Kang Sui Liong, tokoh utama dalam dokumenter ini, mengundang Forum Lenteng dan Komunitas Djuanda untuk memutar filem Naga Yang Berjalan Di Atas Air pada tanggal 3 Juni 2012. Tanggal 3 Juni dipilih karena alasan pada hari itu merupakan malam Cap Goh. Di mana malam itu bulan dalam keadaan penuh atau purnama. Pada saat itu jamaah-jamaah Bio Kanti Sara berdatangan untuk sembahyang dan bersilaturahmi di bawah bulan purnama.

Di halaman belakang bio, alat-alat seperti, kursi, layar, projector, dan sound telah disiapkan. dan penonton pun sudah berkumpul. Namun pemutaran yang harusnya dilaksanakan pukul 19.00 WIB menjadi molor karena ada masalah teknis. Para penonton yang datang kebanyakan adalah mahasiswa-mahasiswa UIN Syarif Hidayatullah dan warga sekitar bio, serta jemaat yang datang ke bio Kanti Sara. Akhirnya sekitar pukul 20.30, Hafiz sebagai Ketua Forum Lenteng membuka acara yang dilanjutkan dengan pemutaran.

Dalam layar yang lebar, filem Naga Yang Berjalan Di atas Air diputar. Bulan purnama mengintip dari balik layar, yang menambah keakraban kami di bio.
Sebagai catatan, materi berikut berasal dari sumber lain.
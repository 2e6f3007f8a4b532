use anyhow::Result;
use sqlx::sqlite::{SqliteConnectOptions, SqlitePool, SqlitePoolOptions};
use std::str::FromStr;
use std::time::Duration;

use crate::config::Config;

pub async fn connect(config: &Config) -> Result<SqlitePool> {
    let db_path = &config.db.path;

    // Ensure parent directory exists
    if let Some(parent) = db_path.parent() {
        std::fs::create_dir_all(parent)?;
    }

    // Worker and recovery processes share the file
    let options = SqliteConnectOptions::from_str(&format!("sqlite:{}", db_path.display()))?
        .create_if_missing(true)
        .journal_mode(sqlx::sqlite::SqliteJournalMode::Wal)
        .busy_timeout(Duration::from_secs(30));

    let pool = SqlitePoolOptions::new()
        .max_connections(5)
        .connect_with(options)
        .await?;

    Ok(pool)
}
Terang bulan terang di bandung

Pasang pelita di pinggir kali

Putus benang gampang disambung

Putus cinta susah sekali

Sepenggal lirik yang diiringi oleh orkes gambang kromong dalam filem, menambah indahnya bulan purnama malam itu. Gambang kromong adalah sebuah orkes tradisional Betawi yang merupakan orkes perpaduan antara gamelan dengan nada dasar pentatonik bercorak Cina. Orkes gambang kromong awalnya memang dibawa oleh masyarakat Tionghoa ke Indonesia, dan kini telah menjadi orkes tradisional Betawi. Lagu-lagu yang dibawakan pada musik gambang kromong adalah lagu-lagu yang isinya pantun bersifat humor, penuh gembira dan kadang kala bersifat ejekan atau sindiran. Pembawaan lagunya sendiri bergilir antara laki-laki dan perempuan. Seperti yang terlihat dalam filem, Cheng Hong bergantian bernyanyi dengan seorang wanita. Di samping untuk mengiringi lagu, gambang kromong biasa juga digunakan untuk pengiring tari pergaulan, yakni tari Cokek, tari pertunjukan kerasi baru dan teater Lenong. Dalam filem pun menggambarkan, orkes gambang kromong mengiringi tamu-tamu yang menari berpasang-pasangan atau sering disebut juga Ngibing.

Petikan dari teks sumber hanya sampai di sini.